Aéroport Franz Josef Strauss, Munich. Visibilité 6 miles, température extérieure 25°. Les conditions d'atterrissage étaient optimum.
- Pan pan pan, ici CWA 4756 sur 121,5, à tout avion ou contrôle dans mon secteur, ma position est 9 miles au Sud-Est de MUC, 5000 pieds, 90 nœuds, réacteur droit en feu, un réacteur hors service, un réacteur restant, demande atterrissage prioritaire à MUC et assistance anti-incendie.
D’abord, le message d’urgence du vol en provenance de Barcelone.
Et quelques minutes plus tard, le message de détresse envahit les casques.
- Mayday, mayday, CWA 4756 sur 121,5, à tout avion ou contrôle dans mon secteur, ma position est 4 miles au Sud-Est de MUC, 2000 pieds, 70 nœuds, transpondeur 7700, réacteur en feu, réacteur hors service, pas de pression d’huile, demande assistance médicale et anti-incendie après atterrissage d'urgence dans mon secteur. Je ne vous capte plus, Munich. Les nuages... Les crabes…
- Franz Josef Strauss Airport, où êtes-vous CWA. Redonnez votre position. CWA 4756, redonnez votre position, vous avez disparu des écrans radars.
Des titres accrocheurs, racoleurs, allaient faire les unes de demain.
La douleur allait devoir s'expurger, les émotions trouver un exutoire et des superlatifs héroïques.
Les mots, des onguents, mais si collés à la peau, qu'ils ont du mal à prendre les formes, qu'ils étouffent dans les regards.
On était mal partis. Au moins pour la nuit.
La nouvelle passait en boucle sur LCI et commençait à dépasser les frontières : CNN se mettait de la partie, mauvais signe que l’événement devenait planétaire.
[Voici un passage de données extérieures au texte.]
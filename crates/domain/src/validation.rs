//! Reading validation
//!
//! Turns a raw, untyped JSON payload into a [`Reading`]. Present numeric
//! fields must fall inside their closed ranges; absent (or `null`) fields pass
//! unconditionally and are defaulted later, at scoring time.

use chrono::Utc;
use serde_json::{Map, Value};
use tracing::debug;
use uuid::Uuid;

use crate::error::ValidationError;
use crate::reading::{
    AllowedRange, Measurements, Reading, AUDIO_LEVEL_RANGE, CO2_RANGE, HUMIDITY_RANGE,
    PM25_RANGE, TEMPERATURE_RANGE, VIBRATION_RANGE,
};

/// Numeric field accepted in a payload.
struct NumericField {
    /// Canonical name, used in error reports
    name: &'static str,
    /// Legacy wire names accepted in place of the canonical one
    aliases: &'static [&'static str],
    range: AllowedRange,
}

const TEMPERATURE: NumericField = NumericField {
    name: "temperature",
    aliases: &[],
    range: TEMPERATURE_RANGE,
};
const HUMIDITY: NumericField = NumericField {
    name: "humidity",
    aliases: &[],
    range: HUMIDITY_RANGE,
};
const PM25: NumericField = NumericField {
    name: "pm25",
    aliases: &["air_quality_pm25", "airQualityPm25"],
    range: PM25_RANGE,
};
const CO2: NumericField = NumericField {
    name: "co2",
    aliases: &["co2_level", "co2Level"],
    range: CO2_RANGE,
};
const AUDIO_LEVEL: NumericField = NumericField {
    name: "audioLevel",
    aliases: &["audio_level"],
    range: AUDIO_LEVEL_RANGE,
};
const VIBRATION: NumericField = NumericField {
    name: "vibration",
    aliases: &[],
    range: VIBRATION_RANGE,
};

/// Validator for incoming reading payloads
#[derive(Debug, Clone, Default)]
pub struct ReadingValidator;

impl ReadingValidator {
    /// Create a new validator
    pub fn new() -> Self {
        Self
    }

    /// Validate a raw payload and assign identity and receipt time.
    ///
    /// Fields are checked in declaration order; the first violation wins.
    pub fn validate(&self, raw: &Value) -> Result<Reading, ValidationError> {
        let object = raw.as_object().ok_or(ValidationError::NotAnObject)?;

        let measurements = Measurements {
            temperature: numeric(object, &TEMPERATURE)?,
            humidity: numeric(object, &HUMIDITY)?,
            pm25: numeric(object, &PM25)?,
            co2: numeric(object, &CO2)?,
            audio_level: numeric(object, &AUDIO_LEVEL)?,
            vibration: numeric(object, &VIBRATION)?,
            device_id: text(object, "deviceId", &["device_id"])?,
            location: text(object, "location", &[])?,
        };

        let reading = Reading::from_measurements(measurements, Uuid::new_v4(), Utc::now());
        debug!(reading_id = %reading.id(), "Reading validated");
        Ok(reading)
    }
}

/// First non-null value stored under `name` or one of its aliases.
fn lookup<'a>(
    object: &'a Map<String, Value>,
    name: &str,
    aliases: &[&str],
) -> Option<&'a Value> {
    std::iter::once(name)
        .chain(aliases.iter().copied())
        .filter_map(|key| object.get(key))
        .find(|value| !value.is_null())
}

fn numeric(
    object: &Map<String, Value>,
    field: &NumericField,
) -> Result<Option<f64>, ValidationError> {
    let Some(raw) = lookup(object, field.name, field.aliases) else {
        return Ok(None);
    };

    // Numeric strings are accepted
    let value = match raw {
        Value::Number(n) => n.as_f64(),
        Value::String(s) => s.trim().parse::<f64>().ok().filter(|v| v.is_finite()),
        _ => None,
    }
    .ok_or_else(|| ValidationError::NotNumeric {
        field: field.name,
        value: raw.clone(),
        allowed_range: field.range,
    })?;

    if !field.range.contains(value) {
        return Err(ValidationError::OutOfRange {
            field: field.name,
            value,
            allowed_range: field.range,
        });
    }

    Ok(Some(value))
}

fn text(
    object: &Map<String, Value>,
    name: &'static str,
    aliases: &[&str],
) -> Result<Option<String>, ValidationError> {
    match lookup(object, name, aliases) {
        None => Ok(None),
        Some(Value::String(s)) => Ok(Some(s.clone())),
        Some(other) => Err(ValidationError::NotText {
            field: name,
            value: other.clone(),
        }),
    }
}
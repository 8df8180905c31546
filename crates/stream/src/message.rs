//! Feed messages pushed to subscribers
//!
//! Tagged by `type` on the wire, e.g.
//! `{"type":"sensor_data_update","data":{...}}`.

use chrono::{DateTime, Utc};
use ecolingua_domain::ScoringResult;
use serde::{Deserialize, Serialize};

use crate::hub::SubscriberId;
use crate::pipeline::PipelineStatus;

/// Capabilities advertised in the welcome message
pub const CAPABILITIES: [&str; 4] = [
    "real_time_sensor_data",
    "ai_analysis_results",
    "threat_alerts",
    "system_status",
];

/// Server description sent to every new connection
#[derive(Debug, Clone, PartialEq, Eq, Serialize, Deserialize)]
#[serde(rename_all = "camelCase")]
pub struct ServerInfo {
    /// Crate version of the serving process
    pub version: String,
    /// Message families the feed carries
    pub capabilities: Vec<String>,
    /// Period of `system_status_update` messages
    pub update_interval_secs: u64,
}

impl ServerInfo {
    /// Server info with the standard capability list
    pub fn new(version: impl Into<String>, update_interval_secs: u64) -> Self {
        Self {
            version: version.into(),
            capabilities: CAPABILITIES.iter().map(|c| c.to_string()).collect(),
            update_interval_secs,
        }
    }
}

/// Every message a feed subscriber can receive
#[derive(Debug, Clone, PartialEq, Serialize, Deserialize)]
#[serde(tag = "type", rename_all = "snake_case")]
pub enum FeedMessage {
    /// Welcome, sent only to the new connection
    ConnectionEstablished {
        /// Hub identifier of the connection
        #[serde(rename = "clientId")]
        client_id: SubscriberId,
        /// Time of registration
        timestamp: DateTime<Utc>,
        /// Server description
        #[serde(rename = "serverInfo")]
        server_info: ServerInfo,
    },

    /// One processed reading
    SensorDataUpdate {
        /// Assessment of the reading
        data: Box<ScoringResult>,
    },

    /// Periodic pipeline status
    SystemStatusUpdate {
        /// Time the status was sampled
        timestamp: DateTime<Utc>,
        /// Pipeline counters
        data: PipelineStatus,
    },
}

impl FeedMessage {
    /// Welcome for a freshly registered subscriber
    pub fn welcome(client_id: SubscriberId, server_info: ServerInfo) -> Self {
        Self::ConnectionEstablished {
            client_id,
            timestamp: Utc::now(),
            server_info,
        }
    }

    /// Wrap a scoring result for broadcast
    pub fn sensor_data(result: ScoringResult) -> Self {
        Self::SensorDataUpdate {
            data: Box::new(result),
        }
    }

    /// Status update stamped with the current time
    pub fn system_status(status: PipelineStatus) -> Self {
        Self::SystemStatusUpdate {
            timestamp: Utc::now(),
            data: status,
        }
    }

    /// Wire tag of this message
    pub fn kind(&self) -> &'static str {
        match self {
            Self::ConnectionEstablished { .. } => "connection_established",
            Self::SensorDataUpdate { .. } => "sensor_data_update",
            Self::SystemStatusUpdate { .. } => "system_status_update",
        }
    }
}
Au sol, les familles des artistes du cirque Bareto, seuls passagers du vol CWA 4756, tentaient de tromper les transes de l'angoisse, groupées autour du représentant de la compagnie, qui transpirait de peur devant cette horde gesticulante, aux cris désarticulés et ressemblait à un essaim d’abeilles égaré dans un incendie de forêt.
L’avion était un Airbus A 319 LR. Aux dires des experts qui se succédaient sur les plateaux, c’était une version classique de l'A319, à laquelle étaient adjointes des réserves supplémentaires de kérosène. Afin d'élargir le rayon d'action, deux réservoirs sous forme de containers normalisés étaient chargés en soute, de part et d'autre du réservoir central.
Dans ces circonstances, chacun y allait de son analyse, de son érudition et de ses conjectures. Toute cette technique donnait le vertige.
Les nuages… les crabes… c'étaient les derniers mots que la terre avait entendus.
L’actualité récente avait eu son lot de crashes.
Les nuages, je les voyais. Mais les crabes…
Que venait faire ce crustacé décapode dans un désastre annoncé ?
Des crabes, je connaissais le crabe chinois, qui outre ses activités fouisseuses et destructrices, est un délice de la cuisine, apprécié pour les qualités aphrodisiaques des ovaires de la femelle. Drôles de bestioles et mœurs surprenantes…
L’animal, considéré durant l'Antiquité comme protecteur, était devenu maléfique, symbole des monstres marins marcheurs, rejet aggravé par ses habitudes nécrophages.
Le son et les images de mon poste commencèrent à se brouiller.
Le sable de la mer, les gouttes de pluie, les jours de l'éternité, qui peut les dénombrer ?
Je voyais se dessiner sur cette voix très douce un visage bien connu.
- Conchita, reste calme. Personne n’est mort. C’est seu.. seu.. lement l… la nébuleuse du…. cr.. abe.